HOLD – Invesco Preferred ETF (PGX $14 – yield 5.8%) – This is a great place to diversify away from stocks and bonds and get a high yield in a portfolio of preferred stocks. Performance of the fund had faltered a little bit this past fall, along with the rest of the asset class. But it has been doing very nicely since the market lows. I’ll be watching closely to see if it falters again in a down market.

HOLD – McCormick & Co (MKC $129 - yield 1.8%) – The stock continues to crawl back nicely after getting hammered after a lower than expected earnings report in late January. The stock had a blowout 2018, returning 39%, and now it’s coming back down to earth. MKC is still well off its 52-week high of $156 per share. While it has not performed nearly as well as some of the other defensive positions in the portfolio of late, it’s cheaper than they are on a relative basis.

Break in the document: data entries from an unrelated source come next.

/// Checks internet reachability through NetworkManager.
///
/// NetworkManager must have connectivity checking enabled; otherwise the
/// state stays `unknown`.
use netlab::WifiManager;
use std::time::Duration;

#[tokio::main]
async fn main() -> netlab::Result<()> {
    let wifi = WifiManager::new().await?;

    let state = wifi.check_connectivity(Duration::from_secs(3)).await?;
    println!("Connectivity: {state}");

    if state.is_online() {
        println!("Internet is reachable");
    } else {
        println!("No internet access");
    }

    Ok(())
}
/// Bring up a hotspot, keep it running until Ctrl-C, then tear it down.
///
/// Ctrl-C during activation cancels the wait and deactivates the
/// half-started hotspot.
use netlab::{HotspotRequest, WifiManager};
use tokio_util::sync::CancellationToken;

#[tokio::main]
async fn main() -> netlab::Result<()> {
    let wifi = WifiManager::new().await?;

    let ssid = std::env::var("HOTSPOT_SSID").unwrap_or_else(|_| "netlab-demo".to_string());
    let pass = std::env::var("HOTSPOT_PASS").unwrap_or_else(|_| "correct horse".to_string());
    let mut request = HotspotRequest::new(ssid.clone(), pass);
    if let Ok(iface) = std::env::var("HOTSPOT_INTERFACE") {
        request = request.on_interface(iface);
    }

    let cancel = CancellationToken::new();
    let on_ctrl_c = cancel.clone();
    tokio::spawn(async move {
        let _ = tokio::signal::ctrl_c().await;
        on_ctrl_c.cancel();
    });

    println!("Starting hotspot '{ssid}'...");
    wifi.start_hotspot_with_cancel(request, &cancel).await?;
    println!("Hotspot is up. Press Ctrl-C to stop.");

    cancel.cancelled().await;
    wifi.stop_hotspot(&ssid, true).await?;
    println!("Hotspot stopped.");

    Ok(())
}
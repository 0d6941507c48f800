//! `org.freedesktop.NetworkManager.AccessPoint`.

use zbus::{Result, proxy};

/// One BSS seen by a wireless device during its last scan.
#[proxy(
    interface = "org.freedesktop.NetworkManager.AccessPoint",
    default_service = "org.freedesktop.NetworkManager"
)]
pub trait NMAccessPoint {
    /// Raw SSID bytes; not necessarily UTF-8, empty for hidden networks.
    #[zbus(property)]
    fn ssid(&self) -> Result<Vec<u8>>;

    /// Signal strength, read as a negated dBm value.
    #[zbus(property)]
    fn strength(&self) -> Result<u8>;

    #[zbus(property)]
    fn hw_address(&self) -> Result<String>;

    /// `NM80211ApSecurityFlags` advertised in the WPA IE.
    #[zbus(property)]
    fn wpa_flags(&self) -> Result<u32>;

    /// `NM80211ApSecurityFlags` advertised in the RSN IE.
    #[zbus(property)]
    fn rsn_flags(&self) -> Result<u32>;

    /// MHz.
    #[zbus(property)]
    fn frequency(&self) -> Result<u32>;
}
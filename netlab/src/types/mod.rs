//! Type definitions and constants.
//!
//! This module contains NetworkManager constants used across the crate.

pub(crate) mod constants;
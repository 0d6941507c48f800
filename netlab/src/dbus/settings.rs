//! NetworkManager settings proxies.

use std::collections::HashMap;
use zbus::{Result, proxy};
use zvariant::{OwnedObjectPath, OwnedValue};

/// Proxy for the settings collection (saved profiles).
#[proxy(
    interface = "org.freedesktop.NetworkManager.Settings",
    default_service = "org.freedesktop.NetworkManager",
    default_path = "/org/freedesktop/NetworkManager/Settings"
)]
pub trait NMSettings {
    /// Paths of every saved connection profile.
    fn list_connections(&self) -> Result<Vec<OwnedObjectPath>>;

    /// Persists a new profile and returns its path.
    fn add_connection(
        &self,
        connection: &HashMap<&str, HashMap<&str, zvariant::Value<'_>>>,
    ) -> Result<OwnedObjectPath>;
}

/// Proxy for a single saved profile.
#[proxy(
    interface = "org.freedesktop.NetworkManager.Settings.Connection",
    default_service = "org.freedesktop.NetworkManager"
)]
pub trait NMSettingsConnection {
    /// Profile settings without secrets.
    fn get_settings(&self) -> Result<HashMap<String, HashMap<String, OwnedValue>>>;

    /// Removes the profile from disk and from NetworkManager.
    fn delete(&self) -> Result<()>;
}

BUY – NextEra Energy (NEE $183 – yield 2.4%) – This utility that combines the steady cash flow of regulated Florida Power and Light with the growth of alternative energy big shot NextEra Energy Resources has consistently outperformed the market and the Utility Index. The stock just had a great week and is now very near its 52-week high. It has strong expected growth and is a utility that is king of alternative energy. It will likely be seen very favorable as the green debate continues. I expect the stock to keep moving past the 52-week high.

BUY – UnitedHealth Group (UNH $263 – yield 1.4%) – The health insurer just had a rare down week. Fundamentally, everything is going right for this company; profits are strong and the sector is doing well also. The main risk right now is legislative risk, changes in the healthcare laws. A lot of noise is being made in that regard, but I don’t believe it is likely that the two parties will work together on anything right now. That could change after 2020, but for now I think the sector is quite safe. On a technical basis this stock is very strong and should have more upside near term.

HOLD – Xcel Energy (XEL $53 – yield 2.7%) – This is a good strong utility with stability and strong growth. Being a leader in alternative energy it is benefitting from all the Green New Deal talk. Pressure for alternative energy will likely increase, even though the new proposal will never become a reality any time soon. The stock broke through a key resistance level and is now marching toward the 52-week high. We’ll see if it can break through that but right now I like the momentum.